• What is needed
All of the data must be returned exactly as given.

• Listed records
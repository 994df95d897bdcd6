//! API activity log: one JSONL line per backend request, plus the summary
//! shown by `nutriboard activity`.

pub mod logger;
pub mod reporter;

pub use logger::ActivityLogger;
//! Analytics panels: period analysis plus the three AI panels (diet
//! classification, cluster analysis and intake forecast).
//!
//! The AI endpoints answer `200` with `success: false` when the user has not
//! logged enough meals; that comes back as [`Panel::Unavailable`] carrying
//! the backend's message so it can be shown inline. With
//! `features.ai_insights` off the AI panels short-circuit to
//! [`Panel::Disabled`] without sending anything.

use std::fmt;

use serde::Serialize;
use serde_json::json;

use crate::api::types::{
    ClusterAnalysis, DietClassification, IntakeForecast, MacroDistribution, NutritionAnalysis,
};
use crate::api::{ApiClient, ApiError};
use crate::config::resolve::FeatureFlags;

/// Window for `GET /meals/analysis`.
#[derive(Debug, Clone, Copy, PartialEq, Eq, Default, Serialize)]
#[serde(rename_all = "lowercase")]
pub enum Period {
    Today,
    #[default]
    Week,
    Month,
}

impl Period {
    pub fn parse(raw: &str) -> Option<Self> {
        match raw.trim().to_ascii_lowercase().as_str() {
            "today" | "day" => Some(Self::Today),
            "week" => Some(Self::Week),
            "month" => Some(Self::Month),
            _ => None,
        }
    }

    pub fn as_str(self) -> &'static str {
        match self {
            Self::Today => "today",
            Self::Week => "week",
            Self::Month => "month",
        }
    }
}

impl fmt::Display for Period {
    fn fmt(&self, f: &mut fmt::Formatter<'_>) -> fmt::Result {
        f.write_str(self.as_str())
    }
}

/// Outcome of loading one panel.
#[derive(Debug, Clone, PartialEq)]
pub enum Panel<T> {
    Ready(T),
    /// The backend declined (usually too little data); message for display.
    Unavailable(String),
    /// AI insights are switched off.
    Disabled,
}

impl<T> Panel<T> {
    pub fn ready(&self) -> Option<&T> {
        match self {
            Self::Ready(v) => Some(v),
            _ => None,
        }
    }
}

pub const DISABLED_NOTICE: &str = "AI insights are turned off (features.ai_insights = false).";

const NOT_ENOUGH_DATA: &str = "Not enough data yet. Keep logging meals!";

/// `GET /meals/analysis?period=…`
pub fn fetch_analysis(client: &ApiClient, period: Period) -> Result<NutritionAnalysis, ApiError> {
    client.get("/meals/analysis", &[("period", period.as_str())])
}

/// `POST /ai/diet-classification`
pub fn fetch_classification(
    client: &ApiClient,
    flags: &FeatureFlags,
) -> Result<Panel<DietClassification>, ApiError> {
    if !flags.ai_insights {
        return Ok(Panel::Disabled);
    }
    let resp: DietClassification = client.post("/ai/diet-classification", &json!({}))?;
    Ok(if resp.success {
        Panel::Ready(resp)
    } else {
        Panel::Unavailable(unavailable_message(resp.message))
    })
}

/// `POST /ai/cluster-analysis`
pub fn fetch_clusters(
    client: &ApiClient,
    flags: &FeatureFlags,
) -> Result<Panel<ClusterAnalysis>, ApiError> {
    if !flags.ai_insights {
        return Ok(Panel::Disabled);
    }
    let resp: ClusterAnalysis = client.post("/ai/cluster-analysis", &json!({}))?;
    if resp.success {
        return Ok(Panel::Ready(resp));
    }

    let mut message = unavailable_message(resp.message);
    if let (Some(logged), Some(required)) = (resp.meals_logged, resp.required_meals) {
        message = format!("{message} ({logged}/{required} meals logged)");
    }
    Ok(Panel::Unavailable(message))
}

/// `POST /ai/forecast-intake` for `days` days ahead (at least one).
pub fn fetch_forecast(
    client: &ApiClient,
    flags: &FeatureFlags,
    days: u32,
) -> Result<Panel<IntakeForecast>, ApiError> {
    if !flags.ai_insights {
        return Ok(Panel::Disabled);
    }
    let resp: IntakeForecast =
        client.post("/ai/forecast-intake", &json!({ "days": days.max(1) }))?;
    if resp.success {
        return Ok(Panel::Ready(resp));
    }

    let mut message = unavailable_message(resp.message);
    if let Some(min_days) = resp.min_days_needed {
        message = format!("{message} (at least {min_days} days of history needed)");
    }
    Ok(Panel::Unavailable(message))
}

fn unavailable_message(message: Option<String>) -> String {
    message
        .filter(|m| !m.trim().is_empty())
        .unwrap_or_else(|| NOT_ENOUGH_DATA.to_string())
}

/// Share of calories from each macro in percent, from gram totals.
///
/// All zeros when nothing was eaten.
pub fn macro_split(protein_g: f64, carbs_g: f64, fat_g: f64) -> MacroDistribution {
    let protein = protein_g.max(0.0) * 4.0;
    let carbs = carbs_g.max(0.0) * 4.0;
    let fat = fat_g.max(0.0) * 9.0;
    let total = protein + carbs + fat;
    if total <= 0.0 {
        return MacroDistribution::default();
    }
    let pct = |v: f64| (v / total * 1000.0).round() / 10.0;
    MacroDistribution {
        protein: pct(protein),
        carbs: pct(carbs),
        fat: pct(fat),
    }
}

impl NutritionAnalysis {
    pub fn macro_split(&self) -> MacroDistribution {
        macro_split(self.total_protein, self.total_carbs, self.total_fat)
    }
}
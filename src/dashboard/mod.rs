//! Main dashboard: today's stats, today's meals and the calorie goal.

use serde::Serialize;

use crate::api::types::{Meal, MealStats, Profile};
use crate::api::{ApiClient, ApiError};
use crate::goals;
use crate::meals;
use crate::session::UserPreferences;

/// Everything the dashboard screen shows.
#[derive(Debug, Clone, PartialEq, Serialize)]
pub struct DashboardData {
    pub stats: MealStats,
    pub meals: Vec<Meal>,
    pub profile: Option<Profile>,
    pub user: Option<UserPreferences>,
    pub calorie_goal: f64,
}

impl DashboardData {
    /// Percent of the calorie goal eaten today, capped at 100.
    pub fn progress_pct(&self) -> f64 {
        progress_pct(self.stats.total_calories, self.calorie_goal)
    }

    pub fn remaining_calories(&self) -> f64 {
        (self.calorie_goal - self.stats.total_calories).max(0.0)
    }

    /// Greeting name from the cached preferences.
    pub fn greeting_name(&self) -> Option<&str> {
        self.user.as_ref().map(UserPreferences::display_name)
    }
}

/// Fetch stats, today's meals and the profile (in that order).
///
/// The goal comes from the profile's `dailyCalories` when one is stored and
/// positive, otherwise `default_goal`.
pub fn load(client: &ApiClient, default_goal: f64) -> Result<DashboardData, ApiError> {
    let stats = meals::stats(client)?;
    let meals = meals::today(client)?;
    let profile = goals::load_profile(client)?;

    let calorie_goal = profile
        .as_ref()
        .map(|p| p.daily_calories)
        .filter(|c| *c > 0.0)
        .unwrap_or(default_goal);

    Ok(DashboardData {
        stats,
        meals,
        profile,
        user: client.session().preferences(),
        calorie_goal,
    })
}

pub fn progress_pct(eaten: f64, goal: f64) -> f64 {
    if goal <= 0.0 {
        return 0.0;
    }
    (eaten / goal * 100.0).clamp(0.0, 100.0)
}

• Response to the task
repository 994df95d897bdcd6
//! API activity log: one JSONL line per backend request, plus the summary
//! shown by `nutriboard activity`.

pub mod logger;
pub mod reporter;

pub use logger::ActivityLogger;
//! Analytics panels: period analysis plus the three AI panels (diet
//! classification, cluster analysis and intake forecast).
//!
//! The AI endpoints answer `200` with `success: false` when the user has not
//! logged enough meals; that comes back as [`Panel::Unavailable`] carrying
//! the backend's message so it can be shown inline. With
//! `features.ai_insights` off the AI panels short-circuit to
//! [`Panel::Disabled`] without sending anything.

use std::fmt;

use serde::Serialize;
use serde_json::json;

use crate::api::types::{
    ClusterAnalysis, DietClassification, IntakeForecast, MacroDistribution, NutritionAnalysis,
};
use crate::api::{ApiClient, ApiError};
use crate::config::resolve::FeatureFlags;

/// Window for `GET /meals/analysis`.
#[derive(Debug, Clone, Copy, PartialEq, Eq, Default, Serialize)]
#[serde(rename_all = "lowercase")]
pub enum Period {
    Today,
    #[default]
    Week,
    Month,
}

impl Period {
    pub fn parse(raw: &str) -> Option<Self> {
        match raw.trim().to_ascii_lowercase().as_str() {
            "today" | "day" => Some(Self::Today),
            "week" => Some(Self::Week),
            "month" => Some(Self::Month),
            _ => None,
        }
    }

    pub fn as_str(self) -> &'static str {
        match self {
            Self::Today => "today",
            Self::Week => "week",
            Self::Month => "month",
        }
    }
}

impl fmt::Display for Period {
    fn fmt(&self, f: &mut fmt::Formatter<'_>) -> fmt::Result {
        f.write_str(self.as_str())
    }
}

/// Outcome of loading one panel.
#[derive(Debug, Clone, PartialEq)]
pub enum Panel<T> {
    Ready(T),
    /// The backend declined (usually too little data); message for display.
    Unavailable(String),
    /// AI insights are switched off.
    Disabled,
}

impl<T> Panel<T> {
    pub fn ready(&self) -> Option<&T> {
        match self {
            Self::Ready(v) => Some(v),
            _ => None,
        }
    }
}

pub const DISABLED_NOTICE: &str = "AI insights are turned off (features.ai_insights = false).";

const NOT_ENOUGH_DATA: &str = "Not enough data yet. Keep logging meals!";

/// `GET /meals/analysis?period=…`
pub fn fetch_analysis(client: &ApiClient, period: Period) -> Result<NutritionAnalysis, ApiError> {
    client.get("/meals/analysis", &[("period", period.as_str())])
}

/// `POST /ai/diet-classification`
pub fn fetch_classification(
    client: &ApiClient,
    flags: &FeatureFlags,
) -> Result<Panel<DietClassification>, ApiError> {
    if !flags.ai_insights {
        return Ok(Panel::Disabled);
    }
    let resp: DietClassification = client.post("/ai/diet-classification", &json!({}))?;
    Ok(if resp.success {
        Panel::Ready(resp)
    } else {
        Panel::Unavailable(unavailable_message(resp.message))
    })
}

/// `POST /ai/cluster-analysis`
pub fn fetch_clusters(
    client: &ApiClient,
    flags: &FeatureFlags,
) -> Result<Panel<ClusterAnalysis>, ApiError> {
    if !flags.ai_insights {
        return Ok(Panel::Disabled);
    }
    let resp: ClusterAnalysis = client.post("/ai/cluster-analysis", &json!({}))?;
    if resp.success {
        return Ok(Panel::Ready(resp));
    }

    let mut message = unavailable_message(resp.message);
    if let (Some(logged), Some(required)) = (resp.meals_logged, resp.required_meals) {
        message = format!("{message} ({logged}/{required} meals logged)");
    }
    Ok(Panel::Unavailable(message))
}

/// `POST /ai/forecast-intake` for `days` days ahead (at least one).
pub fn fetch_forecast(
    client: &ApiClient,
    flags: &FeatureFlags,
    days: u32,
) -> Result<Panel<IntakeForecast>, ApiError> {
    if !flags.ai_insights {
        return Ok(Panel::Disabled);
    }
    let resp: IntakeForecast =
        client.post("/ai/forecast-intake", &json!({ "days": days.max(1) }))?;
    if resp.success {
        return Ok(Panel::Ready(resp));
    }

    let mut message = unavailable_message(resp.message);
    if let Some(min_days) = resp.min_days_needed {
        message = format!("{message} (at least {min_days} days of history needed)");
    }
    Ok(Panel::Unavailable(message))
}

fn unavailable_message(message: Option<String>) -> String {
    message
        .filter(|m| !m.trim().is_empty())
        .unwrap_or_else(|| NOT_ENOUGH_DATA.to_string())
}

/// Share of calories from each macro in percent, from gram totals.
///
/// All zeros when nothing was eaten.
pub fn macro_split(protein_g: f64, carbs_g: f64, fat_g: f64) -> MacroDistribution {
    let protein = protein_g.max(0.0) * 4.0;
    let carbs = carbs_g.max(0.0) * 4.0;
    let fat = fat_g.max(0.0) * 9.0;
    let total = protein + carbs + fat;
    if total <= 0.0 {
        return MacroDistribution::default();
    }
    let pct = |v: f64| (v / total * 1000.0).round() / 10.0;
    MacroDistribution {
        protein: pct(protein),
        carbs: pct(carbs),
        fat: pct(fat),
    }
}

impl NutritionAnalysis {
    pub fn macro_split(&self) -> MacroDistribution {
        macro_split(self.total_protein, self.total_carbs, self.total_fat)
    }
}
filename src/dashboard/mod.rs
//! Main dashboard: today's stats, today's meals and the calorie goal.

use serde::Serialize;

use crate::api::types::{Meal, MealStats, Profile};
use crate::api::{ApiClient, ApiError};
use crate::goals;
use crate::meals;
use crate::session::UserPreferences;

/// Everything the dashboard screen shows.
#[derive(Debug, Clone, PartialEq, Serialize)]
pub struct DashboardData {
    pub stats: MealStats,
    pub meals: Vec<Meal>,
    pub profile: Option<Profile>,
    pub user: Option<UserPreferences>,
    pub calorie_goal: f64,
}

impl DashboardData {
    /// Percent of the calorie goal eaten today, capped at 100.
    pub fn progress_pct(&self) -> f64 {
        progress_pct(self.stats.total_calories, self.calorie_goal)
    }

    pub fn remaining_calories(&self) -> f64 {
        (self.calorie_goal - self.stats.total_calories).max(0.0)
    }

    /// Greeting name from the cached preferences.
    pub fn greeting_name(&self) -> Option<&str> {
        self.user.as_ref().map(UserPreferences::display_name)
    }
}

/// Fetch stats, today's meals and the profile (in that order).
///
/// The goal comes from the profile's `dailyCalories` when one is stored and
/// positive, otherwise `default_goal`.
pub fn load(client: &ApiClient, default_goal: f64) -> Result<DashboardData, ApiError> {
    let stats = meals::stats(client)?;
    let meals = meals::today(client)?;
    let profile = goals::load_profile(client)?;

    let calorie_goal = profile
        .as_ref()
        .map(|p| p.daily_calories)
        .filter(|c| *c > 0.0)
        .unwrap_or(default_goal);

    Ok(DashboardData {
        stats,
        meals,
        profile,
        user: client.session().preferences(),
        calorie_goal,
    })
}

pub fn progress_pct(eaten: f64, goal: f64) -> f64 {
    if goal <= 0.0 {
        return 0.0;
    }
    (eaten / goal * 100.0).clamp(0.0, 100.0)
}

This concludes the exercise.